Les poursuites contre « L'Espiègle » et « Le Grelot »

Le 30 juin, Bara fit part Rogier de ce que les poursuites contre « L'Espiègle » et « Le Grelot » avaient été entamées et continuaient. Il l'informait également qu'il avait fait intenter un procès contre l'éditeur et l'auteur de deux brochures s'attaquant à l'impératrice Eugénie, l'une « Le Mariage d'une Espagnole » et l'autre « la Femme de César ». Vésinier, le futur communard, avait écrit ces deux pamphlets obscènes.

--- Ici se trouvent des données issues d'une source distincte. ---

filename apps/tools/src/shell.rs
//! Line-oriented driver over a [`Session`], one command per line.

use std::io::{BufRead, Write};

use anyhow::{bail, Context, Result};
use shared::domain::{FriendId, Payer};
use split_core::{roster, AddFriendForm, BillSplitForm, ClockIds, IdSource, Session};

const HELP: &str = "\
commands:
  list                    show friends and balances
  toggle                  open or close the add friend form
  add <name> [image-url]  add a friend
  select <id>             select a friend (again to deselect)
  bill <amount>           set the bill total
  expense <amount>        set your expense
  payer you|friend        who paid the bill
  split                   settle the bill with the selected friend
  state                   print the session as JSON
  quit";

#[derive(Debug, Clone, PartialEq, Eq)]
enum ShellCommand {
    List,
    Toggle,
    Add { name: String, image: Option<String> },
    Select(FriendId),
    Bill(String),
    Expense(String),
    Payer(Payer),
    Split,
    State,
    Help,
    Quit,
}

fn parse_command(line: &str) -> Result<ShellCommand> {
    let mut words = line.split_whitespace();
    let Some(verb) = words.next() else {
        bail!("empty command");
    };
    let rest: Vec<&str> = words.collect();

    let command = match (verb.to_ascii_lowercase().as_str(), rest.as_slice()) {
        ("list", []) => ShellCommand::List,
        ("toggle", []) => ShellCommand::Toggle,
        ("add", [name @ .., last]) if last.contains("://") => ShellCommand::Add {
            name: name.join(" "),
            image: Some(last.to_string()),
        },
        ("add", name) => ShellCommand::Add {
            name: name.join(" "),
            image: None,
        },
        ("select", [id]) => {
            let id = id
                .parse::<i64>()
                .with_context(|| format!("'{id}' is not a friend id"))?;
            ShellCommand::Select(FriendId(id))
        }
        ("bill", [amount]) => ShellCommand::Bill(amount.to_string()),
        ("bill", []) => ShellCommand::Bill(String::new()),
        ("expense", [amount]) => ShellCommand::Expense(amount.to_string()),
        ("expense", []) => ShellCommand::Expense(String::new()),
        ("payer", [who]) => match who.to_ascii_lowercase().as_str() {
            "you" | "user" | "me" => ShellCommand::Payer(Payer::User),
            "friend" => ShellCommand::Payer(Payer::Friend),
            other => bail!("unknown payer '{other}'; use 'you' or 'friend'"),
        },
        ("split", []) => ShellCommand::Split,
        ("state", []) => ShellCommand::State,
        ("help", _) => ShellCommand::Help,
        ("quit" | "exit", []) => ShellCommand::Quit,
        (other, _) => bail!("cannot parse '{other}' with those arguments; try 'help'"),
    };
    Ok(command)
}

pub struct Shell<I = ClockIds> {
    session: Session<I>,
    add_friend: AddFriendForm,
    split: Option<BillSplitForm>,
}

impl<I: IdSource> Shell<I> {
    pub fn new(session: Session<I>, avatar_base_url: &str) -> Self {
        Self {
            session,
            add_friend: AddFriendForm::new(avatar_base_url),
            split: None,
        }
    }

    pub fn run<R: BufRead, W: Write>(&mut self, input: R, mut out: W) -> Result<()> {
        for line in input.lines() {
            let line = line.context("failed to read command")?;
            let line = line.trim();
            if line.is_empty() || line.starts_with('#') {
                continue;
            }

            let command = match parse_command(line) {
                Ok(command) => command,
                Err(err) => {
                    writeln!(out, "error: {err}")?;
                    continue;
                }
            };
            if command == ShellCommand::Quit {
                break;
            }

            if let Err(err) = self.execute(command, &mut out) {
                writeln!(out, "error: {err}")?;
            }
        }

        out.flush().context("failed to flush output")
    }

    fn execute<W: Write>(&mut self, command: ShellCommand, out: &mut W) -> Result<()> {
        match command {
            ShellCommand::List => {
                for row in roster::rows(&self.session) {
                    let marker = if row.is_selected { '*' } else { ' ' };
                    writeln!(out, "{marker} {} {}: {}", row.id, row.name, row.message())?;
                }
            }
            ShellCommand::Toggle => {
                self.session.toggle_add_form();
                if !self.session.is_add_form_open() {
                    self.add_friend.reset();
                }
                let state = if self.session.is_add_form_open() {
                    "open"
                } else {
                    "closed"
                };
                writeln!(out, "add friend form {state}")?;
            }
            ShellCommand::Add { name, image } => {
                self.add_friend.name = name;
                if let Some(image) = image {
                    self.add_friend.image = image;
                }
                let id = self.add_friend.submit(&mut self.session)?;
                let friend = self.session.friend(id).context("added friend vanished")?;
                writeln!(out, "added {} as {id}", friend.name)?;
            }
            ShellCommand::Select(id) => {
                let add_form_was_open = self.session.is_add_form_open();
                self.session.select_friend(id)?;
                if add_form_was_open && !self.session.is_add_form_open() {
                    self.add_friend.reset();
                }
                self.sync_split_form();
                match &self.split {
                    Some(form) => writeln!(out, "{}", form.title())?,
                    None => writeln!(out, "selection cleared")?,
                }
            }
            ShellCommand::Bill(amount) => {
                self.split_form()?.set_bill_total_text(&amount)?;
                self.write_form(out)?;
            }
            ShellCommand::Expense(amount) => {
                self.split_form()?.set_user_expense_text(&amount)?;
                self.write_form(out)?;
            }
            ShellCommand::Payer(payer) => {
                self.split_form()?.set_payer(payer);
                self.write_form(out)?;
            }
            ShellCommand::Split => {
                let form = self.split.as_ref().context("select a friend first")?;
                let friend_id = form.friend_id();
                self.session.confirm_split(form)?;
                self.sync_split_form();

                let row = roster::rows(&self.session)
                    .into_iter()
                    .find(|row| row.id == friend_id)
                    .context("settled friend vanished")?;
                writeln!(out, "{}", row.message())?;
            }
            ShellCommand::State => {
                let json = serde_json::to_string_pretty(&self.session.snapshot())?;
                writeln!(out, "{json}")?;
            }
            ShellCommand::Help => writeln!(out, "{HELP}")?,
            ShellCommand::Quit => {}
        }
        Ok(())
    }

    fn split_form(&mut self) -> Result<&mut BillSplitForm> {
        self.split.as_mut().context("select a friend first")
    }

    fn sync_split_form(&mut self) {
        let selected = self.session.selected_friend_id();
        if self.split.as_ref().map(BillSplitForm::friend_id) == selected {
            return;
        }
        self.split = self.session.selected_friend().map(BillSplitForm::new);
    }

    fn write_form<W: Write>(&self, out: &mut W) -> Result<()> {
        let Some(form) = &self.split else {
            return Ok(());
        };
        let show = |amount: Option<shared::domain::Money>| {
            amount.map_or_else(|| "-".to_string(), |amount| format!("${amount}"))
        };
        writeln!(
            out,
            "bill {} | your expense {} | {} {} | paid by {}",
            show(form.bill_total()),
            show(form.user_expense()),
            form.friend_expense_label(),
            show(form.friend_expense()),
            form.payer_label(form.payer()),
        )?;
        Ok(())
    }
}
//! Friend id generation.

use chrono::Utc;
use shared::domain::FriendId;

pub trait IdSource {
    fn next_id(&mut self) -> FriendId;
}

/// Millisecond timestamps, bumped forward so two ids issued in the same
/// millisecond still differ.
#[derive(Debug, Default)]
pub struct ClockIds {
    last: i64,
}

impl IdSource for ClockIds {
    fn next_id(&mut self) -> FriendId {
        let now = Utc::now().timestamp_millis();
        let id = now.max(self.last + 1);
        self.last = id;
        FriendId(id)
    }
}

#[derive(Debug)]
pub struct SequentialIds {
    next: i64,
}

impl SequentialIds {
    pub fn starting_at(first: i64) -> Self {
        Self { next: first }
    }
}

impl IdSource for SequentialIds {
    fn next_id(&mut self) -> FriendId {
        let id = self.next;
        self.next += 1;
        FriendId(id)
    }
}
//! Friends ledger and bill-split session state.
//!
//! [`Session`] owns every piece of shared state (the roster, the selected
//! friend, the add-friend form flag) and is the only thing that mutates it.
//! Presentation code reads through the accessors and writes through the
//! operations below; forms keep their own transient drafts.

use serde::Serialize;
use shared::{
    domain::{Friend, FriendId, Money},
    error::SplitError,
};
use tracing::{debug, info};

pub mod add_friend;
pub mod bill_split;
pub mod ids;
pub mod roster;
pub mod settings;

pub use add_friend::AddFriendForm;
pub use bill_split::BillSplitForm;
pub use ids::{ClockIds, IdSource, SequentialIds};
pub use roster::{BalanceStatus, RosterRow};
pub use settings::{load_settings, Settings};

pub type Result<T, E = SplitError> = std::result::Result<T, E>;

const SEED_AVATAR_BASE_URL: &str = "https://i.pravatar.cc/48";

/// The built-in roster a fresh session starts with.
pub fn seed_friends() -> Vec<Friend> {
    [
        (118836, "Clark", -7),
        (933372, "Sarah", 20),
        (499476, "Anthony", 0),
    ]
    .into_iter()
    .map(|(id, name, balance)| Friend {
        id: FriendId(id),
        name: name.to_string(),
        image: format!("{SEED_AVATAR_BASE_URL}?u={id}"),
        balance: Money::from_units(balance),
    })
    .collect()
}

/// Which affordance the session is currently showing.
#[derive(Debug, Clone, Copy, PartialEq, Eq)]
pub enum SessionMode {
    Idle,
    AddingFriend,
    FriendSelected(FriendId),
}

#[derive(Debug, Clone, Serialize)]
pub struct SessionSnapshot {
    pub friends: Vec<Friend>,
    pub selected_friend_id: Option<FriendId>,
    pub is_add_form_open: bool,
}

#[derive(Debug)]
pub struct Session<I = ClockIds> {
    friends: Vec<Friend>,
    selected: Option<FriendId>,
    add_form_open: bool,
    ids: I,
}

impl Session<ClockIds> {
    pub fn new() -> Self {
        Self {
            friends: seed_friends(),
            selected: None,
            add_form_open: false,
            ids: ClockIds::default(),
        }
    }

    /// Starts from the settings roster when one is configured.
    pub fn from_settings(settings: &Settings) -> Result<Self> {
        match &settings.friends {
            Some(seed) => {
                let friends = seed
                    .iter()
                    .cloned()
                    .map(|friend| friend.into_friend(&settings.avatar_base_url))
                    .collect();
                Self::with_friends(friends, ClockIds::default())
            }
            None => Ok(Self::new()),
        }
    }
}

impl Default for Session<ClockIds> {
    fn default() -> Self {
        Self::new()
    }
}

impl<I: IdSource> Session<I> {
    pub fn with_friends(friends: Vec<Friend>, ids: I) -> Result<Self> {
        for (index, friend) in friends.iter().enumerate() {
            if friend.name.trim().is_empty() {
                return Err(SplitError::EmptyName);
            }
            if friends[..index].iter().any(|other| other.id == friend.id) {
                return Err(SplitError::DuplicateFriendId(friend.id));
            }
        }

        Ok(Self {
            friends,
            selected: None,
            add_form_open: false,
            ids,
        })
    }

    pub fn friends(&self) -> &[Friend] {
        &self.friends
    }

    pub fn friend(&self, id: FriendId) -> Option<&Friend> {
        self.friends.iter().find(|friend| friend.id == id)
    }

    pub fn selected_friend_id(&self) -> Option<FriendId> {
        self.selected
    }

    pub fn selected_friend(&self) -> Option<&Friend> {
        self.selected.and_then(|id| self.friend(id))
    }

    pub fn is_add_form_open(&self) -> bool {
        self.add_form_open
    }

    /// A selection wins over an open add form: the split form is what the
    /// user is looking at.
    pub fn mode(&self) -> SessionMode {
        match (self.selected, self.add_form_open) {
            (Some(id), _) => SessionMode::FriendSelected(id),
            (None, true) => SessionMode::AddingFriend,
            (None, false) => SessionMode::Idle,
        }
    }

    pub fn add_form_toggle_label(&self) -> &'static str {
        if self.add_form_open {
            "Close"
        } else {
            "Add Friend"
        }
    }

    pub fn snapshot(&self) -> SessionSnapshot {
        SessionSnapshot {
            friends: self.friends.clone(),
            selected_friend_id: self.selected,
            is_add_form_open: self.add_form_open,
        }
    }

    pub fn toggle_add_form(&mut self) {
        self.add_form_open = !self.add_form_open;
        debug!(open = self.add_form_open, "toggled add friend form");
    }

    /// Appends a friend with a zero balance and closes the add form.
    ///
    /// The stored image is `image_url` with `?=<id>` appended so every new
    /// friend gets a distinct avatar.
    pub fn add_friend(&mut self, name: &str, image_url: &str) -> Result<FriendId> {
        let name = name.trim();
        let image_url = image_url.trim();
        if name.is_empty() {
            debug!("add friend rejected: empty name");
            return Err(SplitError::EmptyName);
        }
        if image_url.is_empty() {
            debug!("add friend rejected: empty image url");
            return Err(SplitError::EmptyImage);
        }

        let id = self.fresh_id();
        self.friends.push(Friend {
            id,
            name: name.to_string(),
            image: format!("{image_url}?={id}"),
            balance: Money::ZERO,
        });
        self.add_form_open = false;

        info!(friend_id = %id, name, "friend added");
        Ok(id)
    }

    /// Selecting the selected friend again clears the selection.
    pub fn select_friend(&mut self, id: FriendId) -> Result<()> {
        if self.friend(id).is_none() {
            debug!(friend_id = %id, "select rejected: unknown friend");
            return Err(SplitError::UnknownFriend(id));
        }

        if self.selected == Some(id) {
            self.selected = None;
            debug!(friend_id = %id, "friend deselected");
        } else {
            self.selected = Some(id);
            self.add_form_open = false;
            debug!(friend_id = %id, "friend selected");
        }
        Ok(())
    }

    /// Adds `delta` to the selected friend's balance and clears the
    /// selection. Returns the new balance.
    pub fn settle_bill(&mut self, delta: Money) -> Result<Money> {
        let Some(id) = self.selected else {
            debug!(%delta, "settle rejected: no friend selected");
            return Err(SplitError::NoFriendSelected);
        };
        let friend = self
            .friends
            .iter_mut()
            .find(|friend| friend.id == id)
            .ok_or(SplitError::UnknownFriend(id))?;

        let Some(balance) = friend.balance.checked_add(delta) else {
            debug!(friend_id = %id, %delta, "settle rejected: balance out of range");
            return Err(SplitError::AmountOutOfRange);
        };
        friend.balance = balance;
        self.selected = None;

        info!(friend_id = %id, %delta, %balance, "bill settled");
        Ok(balance)
    }

    pub fn confirm_split(&mut self, form: &BillSplitForm) -> Result<Money> {
        let selected = self.selected.ok_or(SplitError::NoFriendSelected)?;
        if form.friend_id() != selected {
            return Err(SplitError::SplitFormMismatch {
                form: form.friend_id(),
                selected,
            });
        }

        let delta = form.settlement_delta().inspect_err(|err| {
            debug!(friend_id = %selected, error = %err, "split rejected");
        })?;
        self.settle_bill(delta)
    }

    fn fresh_id(&mut self) -> FriendId {
        loop {
            let id = self.ids.next_id();
            if self.friend(id).is_none() {
                return id;
            }
        }
    }
}

#[cfg(test)]
#[path = "tests/session_tests.rs"]
mod tests;
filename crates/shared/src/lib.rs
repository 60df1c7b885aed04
pub mod domain;
pub mod error;
//! Draft state for the add-friend form.

use shared::domain::FriendId;

use crate::{settings::DEFAULT_AVATAR_BASE_URL, IdSource, Result, Session};

#[derive(Debug, Clone, PartialEq, Eq)]
pub struct AddFriendForm {
    pub name: String,
    pub image: String,
    default_image: String,
}

impl Default for AddFriendForm {
    fn default() -> Self {
        Self::new(DEFAULT_AVATAR_BASE_URL)
    }
}

impl AddFriendForm {
    pub fn new(default_image: impl Into<String>) -> Self {
        let default_image = default_image.into();
        Self {
            name: String::new(),
            image: default_image.clone(),
            default_image,
        }
    }

    pub fn reset(&mut self) {
        self.name.clear();
        self.image.clone_from(&self.default_image);
    }

    /// Adds the drafted friend. The draft is cleared on success and kept on
    /// rejection so it can be corrected.
    pub fn submit<I: IdSource>(&mut self, session: &mut Session<I>) -> Result<FriendId> {
        let id = session.add_friend(&self.name, &self.image)?;
        self.reset();
        Ok(id)
    }
}

#[cfg(test)]
mod tests {
    use shared::{
        domain::{FriendId, Money},
        error::SplitError,
    };

    use super::*;
    use crate::{seed_friends, SequentialIds};

    fn session() -> Session<SequentialIds> {
        Session::with_friends(seed_friends(), SequentialIds::starting_at(1)).expect("session")
    }

    #[test]
    fn starts_with_default_avatar() {
        let form = AddFriendForm::default();
        assert_eq!(form.name, "");
        assert_eq!(form.image, "https://i.pravatar.cc/48");
    }

    #[test]
    fn submit_adds_friend_and_resets_draft() {
        let mut session = session();
        session.toggle_add_form();

        let mut form = AddFriendForm::new("https://avatars.example/64");
        form.name = "Dana".to_string();
        form.image = "https://avatars.example/dana".to_string();

        let id = form.submit(&mut session).expect("submit");
        assert_eq!(id, FriendId(1));

        let dana = session.friend(id).expect("dana");
        assert_eq!(dana.image, "https://avatars.example/dana?=1");
        assert_eq!(dana.balance, Money::ZERO);
        assert!(!session.is_add_form_open());

        assert_eq!(form.name, "");
        assert_eq!(form.image, "https://avatars.example/64");
    }

    #[test]
    fn rejected_submit_keeps_draft() {
        let mut session = session();
        session.toggle_add_form();

        let mut form = AddFriendForm::default();
        form.image = "https://img.example/x".to_string();

        assert_eq!(form.submit(&mut session), Err(SplitError::EmptyName));
        assert_eq!(form.image, "https://img.example/x");
        assert!(session.is_add_form_open());
        assert_eq!(session.friends().len(), 3);
    }
}
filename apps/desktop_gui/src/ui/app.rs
use crossbeam_channel::{Receiver, Sender};

use crate::controller::{
    events::UiAction,
    orchestration::dispatch_ui_action,
    reducer::{reduce, AppState},
};
use crate::ui::{panels, theme};

/// Upper bound on actions applied per frame; the rest wait for the next one.
const MAX_ACTIONS_PER_FRAME: usize = 64;

pub struct SplitBillApp {
    action_tx: Sender<UiAction>,
    action_rx: Receiver<UiAction>,
    state: AppState,
    queue_status: String,
    theme_applied: bool,
}

impl SplitBillApp {
    pub fn new(action_tx: Sender<UiAction>, action_rx: Receiver<UiAction>, state: AppState) -> Self {
        Self {
            action_tx,
            action_rx,
            state,
            queue_status: String::new(),
            theme_applied: false,
        }
    }

    fn process_ui_actions(&mut self) -> bool {
        let mut applied = false;
        for action in self.action_rx.try_iter().take(MAX_ACTIONS_PER_FRAME) {
            reduce(&mut self.state, action);
            applied = true;
        }
        applied
    }

    fn show_sidebar(&mut self, ctx: &egui::Context) {
        egui::SidePanel::left("friends_sidebar")
            .resizable(false)
            .exact_width(380.0)
            .show(ctx, |ui| {
                ui.add_space(12.0);
                egui::ScrollArea::vertical()
                    .auto_shrink([false, true])
                    .max_height(ui.available_height() * 0.6)
                    .show(ui, |ui| {
                        panels::show_roster(ui, &self.state, &self.action_tx, &mut self.queue_status);
                    });

                ui.add_space(12.0);
                if self.state.session.is_add_form_open() {
                    panels::show_add_friend_form(
                        ui,
                        &self.state,
                        &self.action_tx,
                        &mut self.queue_status,
                    );
                    ui.add_space(8.0);
                }

                ui.with_layout(egui::Layout::top_down(egui::Align::Max), |ui| {
                    let label = self.state.session.add_form_toggle_label();
                    if ui.button(label).clicked() {
                        dispatch_ui_action(
                            &self.action_tx,
                            UiAction::ToggleAddForm,
                            &mut self.queue_status,
                        );
                    }
                });
            });
    }

    fn show_status_bar(&self, ctx: &egui::Context) {
        let message = self
            .state
            .last_error
            .as_ref()
            .map(|err| err.message().to_string())
            .or_else(|| (!self.queue_status.is_empty()).then(|| self.queue_status.clone()));

        egui::TopBottomPanel::bottom("status_bar").show(ctx, |ui| match message {
            Some(message) => {
                ui.colored_label(theme::OWE_RED, message);
            }
            None => {
                ui.weak(format!("{} friends", self.state.session.friends().len()));
            }
        });
    }
}

impl eframe::App for SplitBillApp {
    fn update(&mut self, ctx: &egui::Context, _frame: &mut eframe::Frame) {
        if !self.theme_applied {
            theme::apply(ctx);
            self.theme_applied = true;
        }

        if self.process_ui_actions() {
            self.queue_status.clear();
            ctx.request_repaint();
        }

        self.show_status_bar(ctx);
        self.show_sidebar(ctx);
        egui::CentralPanel::default().show(ctx, |ui| {
            panels::show_split_form(ui, &self.state, &self.action_tx, &mut self.queue_status);
        });

        if !self.action_rx.is_empty() {
            ctx.request_repaint();
        }
    }
}
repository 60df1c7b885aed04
//! Read-only projection of the roster for display.

use shared::domain::{FriendId, Money};

use crate::{IdSource, Session};

/// Sign of a balance, with the amount as a positive value.
#[derive(Debug, Clone, Copy, PartialEq, Eq)]
pub enum BalanceStatus {
    YouOwe(Money),
    OwesYou(Money),
    Settled,
}

impl BalanceStatus {
    pub fn of(balance: Money) -> Self {
        if balance.is_negative() {
            Self::YouOwe(balance.abs())
        } else if balance.is_positive() {
            Self::OwesYou(balance)
        } else {
            Self::Settled
        }
    }

    pub fn message(&self, name: &str) -> String {
        match self {
            Self::YouOwe(amount) => format!("You owe {name} ${amount}"),
            Self::OwesYou(amount) => format!("{name} owes you ${amount}"),
            Self::Settled => format!("You and {name} are equal"),
        }
    }
}

#[derive(Debug, Clone, PartialEq, Eq)]
pub struct RosterRow<'a> {
    pub id: FriendId,
    pub name: &'a str,
    pub image: &'a str,
    pub status: BalanceStatus,
    pub is_selected: bool,
}

impl RosterRow<'_> {
    pub fn message(&self) -> String {
        self.status.message(self.name)
    }

    pub fn button_label(&self) -> &'static str {
        if self.is_selected {
            "Close"
        } else {
            "Select"
        }
    }
}

pub fn rows<I: IdSource>(session: &Session<I>) -> Vec<RosterRow<'_>> {
    let selected = session.selected_friend_id();
    session
        .friends()
        .iter()
        .map(|friend| RosterRow {
            id: friend.id,
            name: &friend.name,
            image: &friend.image,
            status: BalanceStatus::of(friend.balance),
            is_selected: selected == Some(friend.id),
        })
        .collect()
}

#[cfg(test)]
#[path = "tests/roster_tests.rs"]
mod tests;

Curieux entretien entre le comte de Flandre et Vandenpeereboom

(page 86) Le Ier juillet, vers 8 heures 1/2 du soir, le ministre de l' Intérieur rencontra, sur le boulevard, le Comte de Flandre, qui revenait le jour même de Londres. Une longue conversation s'engagea, se poursuivant jusque vers minuit. Le prince « ... rapportait des impressions peu satisfaisantes. On considère à Londres la situation de l'Europe comme très grave ; le gouvernement anglais veut se tenir dans la plus stricte neutralité et observe le principe de non-intervention. La Reine et les hommes d'Etat anglais sont pleins de sympathie pour la Belgique, ils emploieront tous leurs bons offices pour aider notre gouvernement à traverser la crise, mais on n'est pas disposé à intervenir par la voie des armes. Le souvenir des guerres contre le Premier Empire est encore présent à la mémoire des Anglais ; on a dépensé alors des sommes fabuleuses qui constituent encore aujourd'hui une lourde charge pour le pays ; on a recueilli peu d'avantages, mais une grande impopularité sur le continent. Son Altesse Royale est très anti-prussienne et ne se gêne pas pour le dire très haut. »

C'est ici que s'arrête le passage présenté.